What needs to be done =>
How many lines of the data include the string "derive"? State that number alone.

*** Dataset content Section Begins ***

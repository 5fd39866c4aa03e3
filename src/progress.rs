/*!
 * Progress reporting and cancellation contracts
 *
 * The pipeline is a synchronous, cancellable call. Responsiveness is the
 * caller's concern: run it on a worker thread and communicate through a
 * [`ProgressSink`] and a shared [`CancelToken`].
 */

use std::path::Path;
use std::sync::atomic::{AtomicBool, Ordering};
use std::sync::Arc;

use crate::types::RunStatistics;

/// Per-file and per-run events emitted while a run is in flight
#[derive(Debug, Clone, Copy)]
pub enum ProgressEvent<'a> {
    /// A directory passed the emission policy and its heading was written
    DirectoryEntered(&'a Path),
    /// A file block was written (relative path)
    FileProcessed(&'a Path),
    /// A path was rejected by the exclusion policy
    EntrySkipped(&'a Path),
    /// A non-fatal per-file fault was recovered as an inline placeholder
    FileIssue { path: &'a Path, reason: &'a str },
    /// The run finished; final counters attached
    RunFinished(&'a RunStatistics),
}

/// Callback surface the pipeline reports through
pub trait ProgressSink: Send + Sync {
    fn notify(&self, event: ProgressEvent<'_>);
}

/// Sink that discards every event
#[derive(Debug, Default)]
pub struct NullSink;

impl ProgressSink for NullSink {
    fn notify(&self, _event: ProgressEvent<'_>) {}
}

/// Cloneable cancellation flag checked at each directory boundary.
///
/// Cancellation is honored between directories, never mid-file, so the
/// document is always left well-formed for what was written.
#[derive(Debug, Clone, Default)]
pub struct CancelToken(Arc<AtomicBool>);

impl CancelToken {
    pub fn new() -> Self {
        Self::default()
    }

    /// Request cancellation; the walk stops at the next directory boundary
    pub fn cancel(&self) {
        self.0.store(true, Ordering::SeqCst);
    }

    pub fn is_cancelled(&self) -> bool {
        self.0.load(Ordering::SeqCst)
    }
}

*** Dataset content Section Ends ***

Exercise solution =>
3